At the invitation of the Child Support Directors Association of California, AEDI Assistant Director Melinda Lewis will speak at the 2015 Policy Symposium in Sacramento this week. This invitation-only event brings together local and state government officials, nonprofit child advocates, researchers, and other key stakeholders in California to examine policy changes that would improve outcomes, particularly around economic and social well-being and mobility, for children and families who receive public assistance in California today. Leaders within CSDACA heard Lewis speak at the National Child Support Enforcement conference in Portland, Oregon last August, sparking their interest in asset building as an approach with tremendous promise to improve life for at-risk children in their state. Lewis' presentation will address how child support agencies can improve the financial well-being of the families they serve, including through the expansion of Child Support Savings Initiatives, as well as efforts to link income-generating efforts such as child support enforcement to other asset-building initiatives, in the form of Children's Savings Accounts or other measures.
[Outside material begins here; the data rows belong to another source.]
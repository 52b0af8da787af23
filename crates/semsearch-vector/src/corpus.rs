//! Append-only, in-memory corpus of fixed-dimension embedding vectors.
//!
//! Records are addressed by their insertion position. The dimension is fixed
//! by the first successful insert. Magnitudes are computed once on insert and
//! cached next to the records so that search never recomputes them.

use std::sync::{Arc, RwLock, RwLockReadGuard, RwLockWriteGuard};

use tracing::debug;

use semsearch_core::error::{Result, SemsearchError};
use semsearch_core::types::{Metadata, RecordId, VectorRecord};

use crate::similarity::magnitude;

/// Interior state guarded by the corpus lock.
#[derive(Debug, Default)]
pub(crate) struct CorpusState {
    dimension: Option<usize>,
    records: Vec<Arc<VectorRecord>>,
    magnitudes: Vec<f64>,
}

impl CorpusState {
    pub(crate) fn dimension(&self) -> Result<usize> {
        self.dimension.ok_or(SemsearchError::EmptyCorpus)
    }

    pub(crate) fn len(&self) -> usize {
        self.records.len()
    }

    /// Records paired with their cached magnitudes, in id order.
    pub(crate) fn entries(&self) -> impl Iterator<Item = (&VectorRecord, f64)> + '_ {
        self.records
            .iter()
            .map(Arc::as_ref)
            .zip(self.magnitudes.iter().copied())
    }

    pub(crate) fn get(&self, id: RecordId) -> Result<&Arc<VectorRecord>> {
        self.records.get(id.index()).ok_or(SemsearchError::NotFound {
            id: id.index(),
            size: self.records.len(),
        })
    }

    /// Validate then append. Nothing is mutated when validation fails.
    fn push(&mut self, vector: Vec<f32>, metadata: Metadata) -> Result<RecordId> {
        check_vector(&vector, self.dimension)?;

        let id = RecordId::new(self.records.len());
        let norm = magnitude(&vector);
        if self.dimension.is_none() {
            self.dimension = Some(vector.len());
        }
        self.records.push(Arc::new(VectorRecord {
            id,
            vector,
            metadata,
        }));
        self.magnitudes.push(norm);
        Ok(id)
    }
}

/// Reject empty vectors, non-finite components, and (once known) a wrong dimension.
pub(crate) fn check_vector(vector: &[f32], expected: Option<usize>) -> Result<()> {
    if vector.is_empty() {
        return Err(SemsearchError::EmptyVector);
    }
    if let Some(expected) = expected {
        if vector.len() != expected {
            return Err(SemsearchError::DimensionMismatch {
                expected,
                actual: vector.len(),
            });
        }
    }
    if let Some((index, value)) = vector.iter().enumerate().find(|(_, v)| !v.is_finite()) {
        return Err(SemsearchError::InvalidValue {
            index,
            value: *value,
        });
    }
    Ok(())
}

/// Append-only store of [`VectorRecord`]s.
///
/// Thread-safe via an interior `RwLock`: inserts take the write lock, reads
/// (`get`, `snapshot`, search) share the read lock.
#[derive(Debug, Default)]
pub struct CorpusIndex {
    state: RwLock<CorpusState>,
}

impl CorpusIndex {
    /// Create a new empty corpus.
    pub fn new() -> Self {
        Self::default()
    }

    /// Append a vector with its metadata and return the assigned id.
    ///
    /// Fails with `EmptyVector` for a zero-length vector and with
    /// `DimensionMismatch` once the corpus dimension is fixed. A failed insert
    /// leaves the corpus unchanged.
    pub fn insert(&self, vector: Vec<f32>, metadata: Metadata) -> Result<RecordId> {
        let mut state = self.write()?;
        let id = state.push(vector, metadata)?;
        debug!(id = %id, size = state.len(), "Record inserted");
        Ok(id)
    }

    /// Insert every item in order, holding the write lock for the whole load.
    ///
    /// Stops at the first failing item and returns `BulkLoad` carrying its
    /// position in the input. Items before it stay inserted. Returns the ids
    /// assigned on success.
    pub fn bulk_load<I>(&self, items: I) -> Result<Vec<RecordId>>
    where
        I: IntoIterator<Item = (Vec<f32>, Metadata)>,
    {
        let mut state = self.write()?;
        let mut ids = Vec::new();
        for (index, (vector, metadata)) in items.into_iter().enumerate() {
            match state.push(vector, metadata) {
                Ok(id) => ids.push(id),
                Err(source) => {
                    debug!(index, inserted = ids.len(), "Bulk load stopped");
                    return Err(SemsearchError::BulkLoad {
                        index,
                        source: Box::new(source),
                    });
                }
            }
        }
        debug!(inserted = ids.len(), size = state.len(), "Bulk load finished");
        Ok(ids)
    }

    /// Number of records currently stored.
    pub fn size(&self) -> usize {
        self.state.read().map(|s| s.len()).unwrap_or(0)
    }

    /// Alias for [`CorpusIndex::size`].
    pub fn len(&self) -> usize {
        self.size()
    }

    /// Return true if the corpus holds no records.
    pub fn is_empty(&self) -> bool {
        self.size() == 0
    }

    /// Fetch a record by id. Fails with `NotFound` when out of range.
    pub fn get(&self, id: RecordId) -> Result<Arc<VectorRecord>> {
        self.read()?.get(id).cloned()
    }

    /// The shared vector dimension. Fails with `EmptyCorpus` before the first insert.
    pub fn dimension(&self) -> Result<usize> {
        self.read()?.dimension()
    }

    /// A consistent point-in-time view of all records.
    ///
    /// Records are shared with the corpus, so a snapshot is cheap and stays
    /// valid while later inserts proceed.
    pub fn snapshot(&self) -> Result<CorpusSnapshot> {
        let state = self.read()?;
        Ok(CorpusSnapshot {
            dimension: state.dimension,
            records: state.records.clone(),
        })
    }

    pub(crate) fn read(&self) -> Result<RwLockReadGuard<'_, CorpusState>> {
        self.state.read().map_err(|_| SemsearchError::LockPoisoned)
    }

    fn write(&self) -> Result<RwLockWriteGuard<'_, CorpusState>> {
        self.state.write().map_err(|_| SemsearchError::LockPoisoned)
    }
}

/// Immutable copy of the corpus record list taken by [`CorpusIndex::snapshot`].
#[derive(Debug, Clone)]
pub struct CorpusSnapshot {
    dimension: Option<usize>,
    records: Vec<Arc<VectorRecord>>,
}

impl CorpusSnapshot {
    /// Dimension at snapshot time, `None` if the corpus was empty.
    pub fn dimension(&self) -> Option<usize> {
        self.dimension
    }

    pub fn len(&self) -> usize {
        self.records.len()
    }

    pub fn is_empty(&self) -> bool {
        self.records.is_empty()
    }

    pub fn get(&self, id: RecordId) -> Option<&VectorRecord> {
        self.records.get(id.index()).map(Arc::as_ref)
    }

    pub fn iter(&self) -> impl Iterator<Item = &VectorRecord> + '_ {
        self.records.iter().map(Arc::as_ref)
    }
}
As we have described here, Child Support Savings Initiatives can leverage noncustodial parents' financial obligations to the state in order to accumulate education savings in the accounts of vulnerable children, without requiring budget allocation, since the unpaid debt is unlikely to be collected otherwise, and since states can receive significant financial incentives for reducing their child support liabilities, from the federal government. While, to date, only Kansas has a targeted CSSI intervention--currently being studied with support from the Kellogg Foundation, the findings from which might inform other states' efforts--there is other momentum percolating. In recent months, in addition to presenting on calls and webinars convened by the Department of Health and Human Services and others, AEDI has spoken with officials in Texas, Nebraska, Washington, and, obviously, California, who have questions about this approach to simultaneously reducing state-owed arrears and catalyzing children's savings. Policy experts at the National Conference of State Legislatures are studying up, too, as part of their support to state policymakers working on children and family issues. And officials in some New England states are considering how the child support system might provide some financial resources to support their Children's Savings Account policies.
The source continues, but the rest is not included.